Stage 4: Prototyping
Groups began prototyping with two completely different solutions to a similar problem. It was here that they had to define the main aspects of the solution in 20 minutes and specify how it would work. Using previously prepared materials, one group made a cardboard prototype for a physical product, while the other created a genre scene, in which they presented the main concept of the idea.
This part was about analyzing the solution in more detail and thinking about the situations, in which our persona could use it.
Stage 5: Testing
And there it is! The finish of the whole day’s work has come. After understanding the recipient, defining his problem, generating hundreds of solutions and creating a prototype – at the end it’s worth checking if it actually makes sense at all.
How to do it? We decided to present the prepared solutions to the target group. We invited people from other company departments to the afternoon session.
Their task was feedback – an open and honest opinion about the idea. It’s noteworthy that we gave our “testers” a minimum amount of information about the project. They were to find themselves in this situation and identify with the problem.
Obviously, the test in this form is just the first step that allowed us to quickly eliminate 2 projects, after which the participants clearly stated that they didn’t make sense. And to choose one solution that was pretty exciting.
Finally, we decided to make corrections to the solutions created and test again. We invited other guests and it turned out that they had similar feelings about the solutions developed.
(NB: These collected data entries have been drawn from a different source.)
//! Remote entity snapshots (spec §3). Immutable once fetched; a tagged
//! variant (`Entity`) dispatches rather than a class hierarchy, per the
//! design note in spec §9.

use chrono::{DateTime, Utc};
use serde::{Deserialize, Serialize};

/// The four levels a template token or a `VirtualNode` binding can be at.
/// Ordered: a higher variant can only be bound once every lower one is
/// reachable from it (spec §4.2's level-introduction-order rule).
#[derive(Debug, Clone, Copy, PartialEq, Eq, PartialOrd, Ord, Hash, Serialize, Deserialize)]
pub enum Level {
    Semester,
    Course,
    Folder,
    File,
}

pub type SemesterId = String;
pub type CourseId = String;
pub type FolderId = String;
pub type FileId = String;

#[derive(Debug, Clone, PartialEq, Serialize, Deserialize)]
pub struct Semester {
    pub id: SemesterId,
    pub title: String,
    pub begin: DateTime<Utc>,
    pub end: DateTime<Utc>,
}

#[derive(Debug, Clone, PartialEq, Serialize, Deserialize)]
pub struct Course {
    pub id: CourseId,
    pub title: String,
    pub number: String,
    pub subtitle: String,
    pub description: String,
    pub group: String,
    pub location: String,
    pub class: String,
    #[serde(rename = "type")]
    pub course_type: String,
    pub type_short: String,
    pub semester_ids: Vec<SemesterId>,
}

#[derive(Debug, Clone, PartialEq, Serialize, Deserialize)]
pub struct Folder {
    pub id: FolderId,
    pub name: String,
    pub parent_folder_id: Option<FolderId>,
    pub course_id: CourseId,
    pub child_folder_ids: Vec<FolderId>,
    pub child_file_ids: Vec<FileId>,
}

/// Opaque server-provided version token for a file's bytes, falling back to
/// a `(size, mtime)`-derived token when the remote gives nothing better
/// (spec §3, Glossary "Content-hash").
#[derive(Debug, Clone, PartialEq, Eq, Hash, Serialize, Deserialize)]
pub struct ContentHash(pub String);

impl ContentHash {
    pub fn from_size_mtime(size: u64, mtime: DateTime<Utc>) -> Self {
        ContentHash(format!("{:x}-{}", size, mtime.timestamp()))
    }

    /// URL-safe form used as a path component in the content cache (spec §4.5).
    pub fn url_safe(&self) -> String {
        self.0
            .chars()
            .map(|c| if c.is_ascii_alphanumeric() || c == '-' || c == '_' { c } else { '_' })
            .collect()
    }
}

#[derive(Debug, Clone, PartialEq, Serialize, Deserialize)]
pub struct File {
    pub id: FileId,
    pub name: String,
    pub description: String,
    pub size: u64,
    pub mime_type: String,
    pub storage: String,
    pub terms: String,
    pub downloads: u64,
    pub content_hash: ContentHash,
    pub download_url: String,
    pub folder_id: FolderId,
}

/// One entry produced by a recursive folder-subtree walk (spec §4.3
/// "Children of a folder-level node"): a file together with the chain of
/// folders from the course's top folder down to (and including) its
/// immediate parent.
#[derive(Debug, Clone)]
pub struct FolderTreeEntry {
    pub file: File,
    pub folder_path: Vec<Folder>,
}

#[derive(Debug, Clone, PartialEq, Serialize, Deserialize)]
#[serde(tag = "kind")]
pub enum Entity {
    Semester(Semester),
    Course(Course),
    Folder(Folder),
    File(File),
}

impl Entity {
    pub fn level(&self) -> Level {
        match self {
            Entity::Semester(_) => Level::Semester,
            Entity::Course(_) => Level::Course,
            Entity::Folder(_) => Level::Folder,
            Entity::File(_) => Level::File,
        }
    }

    /// First 8 hex characters of the entity's id, used by the disambiguation
    /// rule (spec §4.3 step 4).
    pub fn id_prefix(&self) -> String {
        let id = match self {
            Entity::Semester(s) => &s.id,
            Entity::Course(c) => &c.id,
            Entity::Folder(f) => &f.id,
            Entity::File(f) => &f.id,
        };
        id.chars().take(8).collect()
    }

    /// Absolute URL of the underlying entity in the web interface
    /// (`studip-fuse.url` xattr, spec §6). studip-fuse does not know the
    /// portal's base URL in the abstract, so this renders a relative path
    /// off of `base_url`.
    pub fn web_url(&self, base_url: &url::Url) -> url::Url {
        let rel = match self {
            Entity::Semester(s) => format!("semester/{}", s.id),
            Entity::Course(c) => format!("course/{}", c.id),
            Entity::Folder(f) => format!("folder/{}", f.id),
            Entity::File(f) => format!("file/{}", f.id),
        };
        base_url.join(&rel).unwrap_or_else(|_| base_url.clone())
    }
}
//! Virtual filesystem core for studip-fuse: template compilation, the
//! lazily-materialized node tree, the bounded REST crawler, and the
//! content-addressed disk cache. The `fuse` binary is the only consumer of
//! this crate's public surface; everything here is transport-agnostic.

pub mod cache;
pub mod config;
pub mod crawler;
pub mod entity;
pub mod error;
pub mod resolver;
pub mod status;
pub mod template;
pub mod token;

pub use cache::{ContentCache, ContentStatus};
pub use config::{AuthProvider, ConfigError, ConfigFile, MountConfig, StaticToken};
pub use crawler::{Crawler, Endpoints, HttpRemoteSource, RemoteSource};
pub use entity::{Course, Entity, File, Folder, Level, Semester};
pub use error::{AuthError, CacheError, CrawlError, NodeExpansionError, TemplateError};
pub use resolver::{MaterializationState, NodeId, Resolver, VirtualNode};
pub use status::{StatusLevel, StatusReporter};
pub use template::{Fragment, Segment, Template};
pub use token::{Bindings, Token};
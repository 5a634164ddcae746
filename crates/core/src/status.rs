//! Status reporter (spec §4.6): an append-only, human-readable log of
//! mount lifecycle and expansion-failure events, independent of `tracing`
//! output so a user can `tail -f` it without turning on debug logging.

use std::path::{Path, PathBuf};

use chrono::Utc;
use tokio::io::AsyncWriteExt;
use tokio::sync::Mutex;

#[derive(Debug, Clone, Copy, PartialEq, Eq)]
pub enum StatusLevel {
    Info,
    Warn,
    Error,
}

impl StatusLevel {
    fn as_str(self) -> &'static str {
        match self {
            StatusLevel::Info => "INFO",
            StatusLevel::Warn => "WARN",
            StatusLevel::Error => "ERROR",
        }
    }
}

/// Appends `<ISO-8601-UTC> <level> <message>` lines to a file, creating it
/// (and its parent directory) on first use.
pub struct StatusReporter {
    path: PathBuf,
    lock: Mutex<()>,
}

impl StatusReporter {
    pub fn new(path: PathBuf) -> Self {
        StatusReporter { path, lock: Mutex::new(()) }
    }

    pub async fn log(&self, level: StatusLevel, message: impl AsRef<str>) -> std::io::Result<()> {
        let _guard = self.lock.lock().await;
        if let Some(parent) = self.path.parent() {
            tokio::fs::create_dir_all(parent).await?;
        }
        let line = format!(
            "{} {} {}\n",
            Utc::now().to_rfc3339_opts(chrono::SecondsFormat::Secs, true),
            level.as_str(),
            message.as_ref()
        );
        let mut file = tokio::fs::OpenOptions::new().create(true).append(true).open(&self.path).await?;
        file.write_all(line.as_bytes()).await?;
        Ok(())
    }

    pub async fn info(&self, message: impl AsRef<str>) -> std::io::Result<()> {
        self.log(StatusLevel::Info, message).await
    }

    pub async fn warn(&self, message: impl AsRef<str>) -> std::io::Result<()> {
        self.log(StatusLevel::Warn, message).await
    }

    pub async fn error(&self, message: impl AsRef<str>) -> std::io::Result<()> {
        self.log(StatusLevel::Error, message).await
    }

    pub fn path(&self) -> &Path {
        &self.path
    }
}

#[cfg(test)]
mod tests {
    use super::*;

    #[tokio::test]
    async fn appends_lines_in_order() {
        let tmp = tempfile::tempdir().unwrap();
        let reporter = StatusReporter::new(tmp.path().join("status.txt"));
        reporter.info("mount started").await.unwrap();
        reporter.warn("slow response from remote").await.unwrap();

        let contents = tokio::fs::read_to_string(reporter.path()).await.unwrap();
        let lines: Vec<_> = contents.lines().collect();
        assert_eq!(lines.len(), 2);
        assert!(lines[0].ends_with("INFO mount started"));
        assert!(lines[1].ends_with("WARN slow response from remote"));
    }

    #[tokio::test]
    async fn creates_parent_directory_on_first_write() {
        let tmp = tempfile::tempdir().unwrap();
        let nested = tmp.path().join("nested").join("dir").join("status.txt");
        let reporter = StatusReporter::new(nested.clone());
        reporter.info("hello").await.unwrap();
        assert!(nested.exists());
    }
}
#[cfg(test)]
mod tests {
    use super::*;
    use crate::crawler::fake::FakeRemoteSource;
    use crate::entity::{Course, Semester};
    use chrono::Utc;
    use std::collections::HashMap;

    fn semester(id: &str, title: &str) -> Semester {
        Semester { id: id.into(), title: title.into(), begin: Utc::now(), end: Utc::now() }
    }

    fn course(id: &str, title: &str) -> Course {
        Course {
            id: id.into(),
            title: title.into(),
            number: String::new(),
            subtitle: String::new(),
            description: String::new(),
            group: String::new(),
            location: String::new(),
            class: String::new(),
            course_type: String::new(),
            type_short: String::new(),
            semester_ids: vec![],
        }
    }

    async fn build_resolver(template: &str) -> Resolver<FakeRemoteSource> {
        let mut courses = HashMap::new();
        courses.insert(
            "s1".to_string(),
            vec![course("c1", "Algorithmen und Datenstrukturen"), course("c2", "Advanced Databases")],
        );
        let fake = FakeRemoteSource {
            semesters: vec![semester("s1", "Wintersemester 2018/19")],
            courses,
            ..Default::default()
        };
        let crawler = Arc::new(Crawler::new(fake, 4));
        let compiled = Template::compile(template).unwrap();
        Resolver::new(compiled, crawler, token::default_generic_roots())
    }

    #[tokio::test]
    async fn readdir_on_root_lists_semesters() {
        let resolver = build_resolver("{semester-lexical-short}/{course-abbrev}").await;
        let children = resolver.readdir(NodeId::ROOT).await.unwrap();
        assert_eq!(children.len(), 1);
        assert_eq!(children[0].0, "2018WS");
    }

    #[tokio::test]
    async fn readdir_is_stable_across_repeated_calls() {
        let resolver = build_resolver("{semester-lexical-short}/{course-abbrev}").await;
        let first = resolver.readdir(NodeId::ROOT).await.unwrap();
        let second = resolver.readdir(NodeId::ROOT).await.unwrap();
        assert_eq!(first, second);
    }

    #[tokio::test]
    async fn course_level_listing_uses_abbreviations() {
        let resolver = build_resolver("{semester-lexical-short}/{course-abbrev}").await;
        let semester_children = resolver.readdir(NodeId::ROOT).await.unwrap();
        let (_, semester_node) = &semester_children[0];
        let courses = resolver.readdir(*semester_node).await.unwrap();
        let names: Vec<_> = courses.iter().map(|(n, _)| n.clone()).collect();
        assert!(names.contains(&"AuD".to_string()));
        assert!(names.contains(&"AD".to_string()));
    }
}
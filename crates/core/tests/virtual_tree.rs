//! End-to-end coverage of the virtual node tree against a scripted remote,
//! exercising the scenarios a real mount walks through: semester/course
//! listing, recursive folder expansion, and sibling-name disambiguation.

use std::collections::HashMap;
use std::sync::Arc;

use chrono::Utc;

use studip_core::crawler::fake::FakeRemoteSource;
use studip_core::{Course, Crawler, File, Folder, NodeId, Resolver, Semester, Template};

fn semester(id: &str, title: &str, begin: chrono::DateTime<Utc>) -> Semester {
    Semester { id: id.into(), title: title.into(), begin, end: begin }
}

fn course(id: &str, title: &str) -> Course {
    Course {
        id: id.into(),
        title: title.into(),
        number: String::new(),
        subtitle: String::new(),
        description: String::new(),
        group: String::new(),
        location: String::new(),
        class: String::new(),
        course_type: String::new(),
        type_short: String::new(),
        semester_ids: vec![],
    }
}

fn folder(id: &str, name: &str, course_id: &str, children: Vec<&str>, files: Vec<&str>) -> Folder {
    Folder {
        id: id.into(),
        name: name.into(),
        parent_folder_id: None,
        course_id: course_id.into(),
        child_folder_ids: children.into_iter().map(String::from).collect(),
        child_file_ids: files.into_iter().map(String::from).collect(),
    }
}

fn file(id: &str, name: &str, folder_id: &str) -> File {
    File {
        id: id.into(),
        name: name.into(),
        description: String::new(),
        size: 1024,
        mime_type: "application/pdf".into(),
        storage: "disk".into(),
        terms: String::new(),
        downloads: 0,
        content_hash: studip_core::entity::ContentHash::from_size_mtime(1024, Utc::now()),
        download_url: String::new(),
        folder_id: folder_id.into(),
    }
}

#[tokio::test]
async fn short_path_flattens_the_generic_root_and_mirrors_subfolders() {
    // Course "c1" has a top-level "Allgemeiner Dateiordner" (a generic root)
    // containing one file directly and one subfolder "Folien" with its own
    // file — the shape exercised by scenario 3.
    let top = folder("top", "Allgemeiner Dateiordner", "c1", vec!["sub"], vec!["f1"]);
    let sub = folder("sub", "Folien", "c1", vec![], vec!["f2"]);

    let mut folders = HashMap::new();
    folders.insert("top".to_string(), (vec![sub.clone()], vec![file("f1", "readme.pdf", "top")]));
    folders.insert("sub".to_string(), (vec![], vec![file("f2", "slides.pdf", "sub")]));

    let mut courses = HashMap::new();
    courses.insert("s1".to_string(), vec![course("c1", "Networking")]);

    let fake = FakeRemoteSource {
        semesters: vec![semester("s1", "SS 2019", Utc::now())],
        courses,
        top_folders: HashMap::from([("c1".to_string(), top)]),
        folders,
        ..Default::default()
    };
    let crawler = Arc::new(Crawler::new(fake, 4));
    let template = Template::compile("{semester-lexical-short}/{course}/{short-path}").unwrap();
    let resolver = Resolver::new(template, crawler, studip_core::token::default_generic_roots());

    let semesters = resolver.readdir(NodeId::ROOT).await.unwrap();
    let (_, semester_node) = &semesters[0];
    let courses = resolver.readdir(*semester_node).await.unwrap();
    let (_, course_node) = &courses[0];

    // The generic root itself must not appear as a directory: its children
    // (readme.pdf and the Folien subfolder) show up directly.
    let entries = resolver.readdir(*course_node).await.unwrap();
    let names: Vec<_> = entries.iter().map(|(n, _)| n.clone()).collect();
    assert!(names.contains(&"readme.pdf".to_string()));
    assert!(names.contains(&"Folien".to_string()));
    assert!(!names.iter().any(|n| n.contains("Allgemeiner")));

    let folien_id = entries.iter().find(|(n, _)| n == "Folien").unwrap().1;
    let folien_children = resolver.readdir(folien_id).await.unwrap();
    assert_eq!(folien_children.len(), 1);
    assert_eq!(folien_children[0].0, "slides.pdf");
}

#[tokio::test]
async fn colliding_course_abbreviations_are_disambiguated_with_an_id_suffix() {
    // Both titles reduce to the abbreviation "AuD" (first letter of each
    // word), so the two courses collide and must be disambiguated.
    let mut courses = HashMap::new();
    courses.insert(
        "s1".to_string(),
        vec![
            course("c1", "Algorithmen und Datenstrukturen"),
            course("c2", "Algorithmen und Deduktion"),
        ],
    );
    let fake = FakeRemoteSource {
        semesters: vec![semester("s1", "WS 2018/19", Utc::now())],
        courses,
        ..Default::default()
    };
    let crawler = Arc::new(Crawler::new(fake, 4));
    let template = Template::compile("{semester-lexical-short}/{course-abbrev}").unwrap();
    let resolver = Resolver::new(template, crawler, studip_core::token::default_generic_roots());

    let semesters = resolver.readdir(NodeId::ROOT).await.unwrap();
    let (_, semester_node) = &semesters[0];
    let entries = resolver.readdir(*semester_node).await.unwrap();
    let names: Vec<_> = entries.iter().map(|(n, _)| n.clone()).collect();

    assert_eq!(names.len(), 2);
    assert!(names.iter().all(|n| n.starts_with("AuD")));
    assert!(names.iter().any(|n| n.contains("(c1")));
    assert!(names.iter().any(|n| n.contains("(c2")));
}

#[tokio::test]
async fn readdir_ordering_is_lexicographic_regardless_of_remote_order() {
    let mut courses = HashMap::new();
    courses.insert(
        "s1".to_string(),
        vec![course("c3", "Zoology"), course("c1", "Algebra"), course("c2", "Mechanics")],
    );
    let fake = FakeRemoteSource {
        semesters: vec![semester("s1", "SS 2020", Utc::now())],
        courses,
        ..Default::default()
    };
    let crawler = Arc::new(Crawler::new(fake, 4));
    let template = Template::compile("{semester-lexical-short}/{course}").unwrap();
    let resolver = Resolver::new(template, crawler, studip_core::token::default_generic_roots());

    let semesters = resolver.readdir(NodeId::ROOT).await.unwrap();
    let (_, semester_node) = &semesters[0];
    let entries = resolver.readdir(*semester_node).await.unwrap();
    let names: Vec<_> = entries.iter().map(|(n, _)| n.clone()).collect();
    assert_eq!(names, vec!["Algebra".to_string(), "Mechanics".to_string(), "Zoology".to_string()]);
}
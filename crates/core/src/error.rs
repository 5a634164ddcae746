//! Error taxonomy (spec §7). One enum per failure domain; each is carried
//! verbatim on the owning node/cache-entry rather than retried, except for
//! the single bounded retry on `CrawlError::Timeout`.

use std::sync::Arc;

/// Raised while compiling a path template, before a mount is ever attempted.
#[derive(Debug, Clone, thiserror::Error, PartialEq, Eq)]
pub enum TemplateError {
    #[error("unknown template token '{0}'")]
    UnknownToken(String),
    #[error("unbalanced braces in template segment '{0}'")]
    UnbalancedBraces(String),
    #[error("empty path segment (two consecutive '/' or leading/trailing '/')")]
    EmptySegment,
    #[error("template must not start with '/'")]
    LeadingSlash,
    #[error("template must not end with '/'")]
    TrailingSlash,
    #[error("template is empty")]
    Empty,
    #[error(
        "segment {segment_index} references level {referenced:?} before it is bound (current max bound level is {bound_through:?})"
    )]
    LevelOutOfOrder {
        segment_index: usize,
        referenced: crate::entity::Level,
        bound_through: Option<crate::entity::Level>,
    },
}

/// Credentials rejected by the remote service. Surfaced to the launcher; the
/// mount attempt aborts. studip-fuse does not itself implement any
/// authentication flow (spec §1 out-of-scope) — this variant exists so the
/// `Crawler` can report what an `AuthProvider` collaborator tells it.
#[derive(Debug, Clone, thiserror::Error)]
#[error("authentication rejected by remote service: {0}")]
pub struct AuthError(pub String);

/// Per-request failures from the REST surface (spec §4.4, §7).
#[derive(Debug, Clone, thiserror::Error)]
pub enum CrawlError {
    #[error("request timed out")]
    Timeout,
    #[error("remote service returned HTTP {0}")]
    HttpStatus(u16),
    #[error("protocol error: {0}")]
    Protocol(String),
    #[error("failed to parse response: {0}")]
    Parse(String),
    #[error("required endpoint is missing from discovery document: {0}")]
    EndpointMissing(String),
    #[error(transparent)]
    Auth(#[from] AuthError),
}

/// Terminal state of a `VirtualNode` expansion (spec §4.3).
#[derive(Debug, Clone, thiserror::Error)]
#[error("directory could not be expanded: {0}")]
pub struct NodeExpansionError(pub Arc<CrawlError>);

impl From<CrawlError> for NodeExpansionError {
    fn from(err: CrawlError) -> Self {
        NodeExpansionError(Arc::new(err))
    }
}

/// Local disk failures from the content cache (spec §4.5).
#[derive(Debug, Clone, thiserror::Error)]
pub enum CacheError {
    #[error("local disk I/O error: {0}")]
    Io(String),
    #[error(transparent)]
    Crawl(#[from] CrawlError),
}

impl From<std::io::Error> for CacheError {
    fn from(err: std::io::Error) -> Self {
        CacheError::Io(err.to_string())
    }
}
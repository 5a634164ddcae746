//! Bridges `fuser`'s synchronous kernel-thread callbacks onto the async
//! `studip-core` resolver (spec §5): every request is funneled through a
//! single channel to one task, so node-tree mutation never needs per-node
//! locking beyond what `Resolver` already does internally.

use std::ffi::OsStr;
use std::os::unix::fs::FileExt;
use std::path::PathBuf;
use std::sync::atomic::{AtomicU64, Ordering};
use std::sync::Arc;
use std::time::{Duration, SystemTime};

use dashmap::DashMap;
use fuser::{
    FileAttr, FileType, Filesystem, ReplyAttr, ReplyData, ReplyDirectory, ReplyEntry, ReplyOpen,
    ReplyStatfs, ReplyXattr, Request as FuseRequest,
};
use tokio::sync::{mpsc, oneshot};
use tracing::{error, warn};

use studip_core::{ContentCache, NodeId, RemoteSource, Resolver, StatusReporter};

const TTL: Duration = Duration::from_secs(1);
const ROOT_INO: u64 = 1;

fn node_to_ino(id: NodeId) -> u64 {
    id.0 as u64 + 1
}

fn ino_to_node(ino: u64) -> NodeId {
    NodeId((ino - 1) as usize)
}

enum Command {
    Lookup { parent: NodeId, name: String, reply: oneshot::Sender<LookupOutcome> },
    GetAttr { node: NodeId, reply: oneshot::Sender<Result<NodeSnapshot, i32>> },
    ReadDir { node: NodeId, reply: oneshot::Sender<Result<Vec<(String, NodeId, bool)>, i32>> },
    EnsureLocal { node: NodeId, reply: oneshot::Sender<Result<PathBuf, i32>> },
    GetXattr { node: NodeId, name: String, reply: oneshot::Sender<Result<Vec<u8>, i32>> },
    ListXattr { node: NodeId, reply: oneshot::Sender<Result<Vec<u8>, i32>> },
}

enum LookupOutcome {
    Found(NodeSnapshot),
    NotFound,
    Err(i32),
}

#[derive(Clone)]
struct NodeSnapshot {
    id: NodeId,
    is_dir: bool,
    size: u64,
}

/// Owns the `Resolver`/`ContentCache` and drains `Command`s, fanning each
/// one out onto its own task so a slow `EnsureLocal` download never blocks
/// unrelated lookups/getattrs/readdirs (spec §5: "expansions of independent
/// nodes may interleave arbitrarily").
struct Worker<S: RemoteSource + 'static> {
    resolver: Arc<Resolver<S>>,
    cache: Arc<ContentCache<S>>,
    status: Arc<StatusReporter>,
    base_url: url::Url,
}

impl<S: RemoteSource + 'static> Clone for Worker<S> {
    fn clone(&self) -> Self {
        Worker {
            resolver: self.resolver.clone(),
            cache: self.cache.clone(),
            status: self.status.clone(),
            base_url: self.base_url.clone(),
        }
    }
}

impl<S: RemoteSource + 'static> Worker<S> {
    async fn run(self, mut rx: mpsc::UnboundedReceiver<Command>) {
        while let Some(cmd) = rx.recv().await {
            let worker = self.clone();
            tokio::spawn(async move { worker.handle(cmd).await });
        }
    }

    async fn handle(&self, cmd: Command) {
        match cmd {
            Command::Lookup { parent, name, reply } => {
                let outcome = match self.resolver.lookup_child(parent, &name).await {
                    Ok(Some(child)) => match self.snapshot(child).await {
                        Ok(s) => LookupOutcome::Found(s),
                        Err(e) => LookupOutcome::Err(e),
                    },
                    Ok(None) => LookupOutcome::NotFound,
                    Err(e) => {
                        warn!(error = %e, "expansion failed during lookup");
                        LookupOutcome::Err(libc::EIO)
                    }
                };
                let _ = reply.send(outcome);
            }
            Command::GetAttr { node, reply } => {
                let _ = reply.send(self.snapshot(node).await);
            }
            Command::ReadDir { node, reply } => {
                let result = match self.resolver.readdir(node).await {
                    Ok(children) => {
                        let mut out = Vec::with_capacity(children.len());
                        for (name, id) in children {
                            let is_dir = self.resolver.is_dir(id).await;
                            out.push((name, id, is_dir));
                        }
                        Ok(out)
                    }
                    Err(e) => {
                        warn!(error = %e, "expansion failed during readdir");
                        Err(libc::EIO)
                    }
                };
                let _ = reply.send(result);
            }
            Command::EnsureLocal { node, reply } => {
                let result = match self.resolver.file(node).await {
                    Some(file) => match self.cache.ensure_local(&file).await {
                        Ok(path) => Ok(path),
                        Err(e) => {
                            error!(error = %e, file_id = %file.id, "content fetch failed");
                            let _ = self.status.error(format!("failed to fetch {}: {e}", file.name)).await;
                            Err(libc::EIO)
                        }
                    },
                    None => Err(libc::EISDIR),
                };
                let _ = reply.send(result);
            }
            Command::GetXattr { node, name, reply } => {
                let result = self.xattr_value(node, &name).await;
                let _ = reply.send(result);
            }
            Command::ListXattr { node, reply } => {
                let names = [
                    "studip-fuse.known-tokens",
                    "studip-fuse.json",
                    "studip-fuse.contents-status",
                    "studip-fuse.contents-exception",
                    "studip-fuse.url",
                ];
                let mut buf = Vec::new();
                for n in names {
                    buf.extend_from_slice(n.as_bytes());
                    buf.push(0);
                }
                let _ = reply.send(Ok(buf));
            }
        }
    }

    async fn snapshot(&self, node: NodeId) -> Result<NodeSnapshot, i32> {
        let is_dir = self.resolver.is_dir(node).await;
        let size = match self.resolver.file(node).await {
            Some(file) => file.size,
            None => 0,
        };
        Ok(NodeSnapshot { id: node, is_dir, size })
    }

    async fn xattr_value(&self, node: NodeId, name: &str) -> Result<Vec<u8>, i32> {
        match name {
            "studip-fuse.known-tokens" => {
                let bindings = self.resolver.bindings(node).await;
                let roots = studip_core::token::default_generic_roots();
                let tokens = studip_core::token::all_tokens(&bindings, &roots);
                let map: std::collections::BTreeMap<_, _> = tokens.into_iter().collect();
                serde_json::to_vec(&map).map_err(|_| libc::EIO)
            }
            "studip-fuse.json" => match self.resolver.entity(node).await {
                Some(entity) => serde_json::to_vec(&entity).map_err(|_| libc::EIO),
                None => Err(libc::ENODATA),
            },
            "studip-fuse.contents-status" => match self.resolver.file(node).await {
                Some(file) => Ok(self.cache.status(&file).as_str().as_bytes().to_vec()),
                None => Err(libc::ENODATA),
            },
            "studip-fuse.contents-exception" => match self.resolver.node_state(node).await {
                studip_core::MaterializationState::Failed(e) => Ok(e.to_string().into_bytes()),
                _ => Err(libc::ENODATA),
            },
            "studip-fuse.url" => match self.resolver.entity(node).await {
                Some(entity) => Ok(entity.web_url(&self.base_url).to_string().into_bytes()),
                None => Err(libc::ENODATA),
            },
            _ => Err(libc::ENODATA),
        }
    }
}
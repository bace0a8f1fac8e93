//! ヘルスチェック
//!
//! ターゲットURLへ1回だけGETを送り、到達可否・ステータス・応答時間・
//! 本文のパターン一致を計測する。到達失敗はエラーとして伝播させず、
//! 全フィールド欠損の結果として記録する。

pub mod checker;

pub use checker::HealthChecker;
Was it a finished product? Absolutely not, but considering the fact that we had developed a similar solution in our dedicated team a month ago, we were convinced that we were going in the right direction.
You already know why we decided on Design Thinking Session, now it’s time to evaluate real results.
- People from various departments felt definitely more involved.
- We’ve increased awareness of our project and its essence.
- We’ve received confirmation of the solution, which we also developed ourselves.
- We’ve received a complete list of corrections and valuable comments that we had to include in the final product.
- The employees themselves generated many interesting ideas, in particular those that were to be implemented immediately with a relatively low effort.
- We’ve gotten about 100 proposals for pivot in a situation where our solution would turn out to be wrong.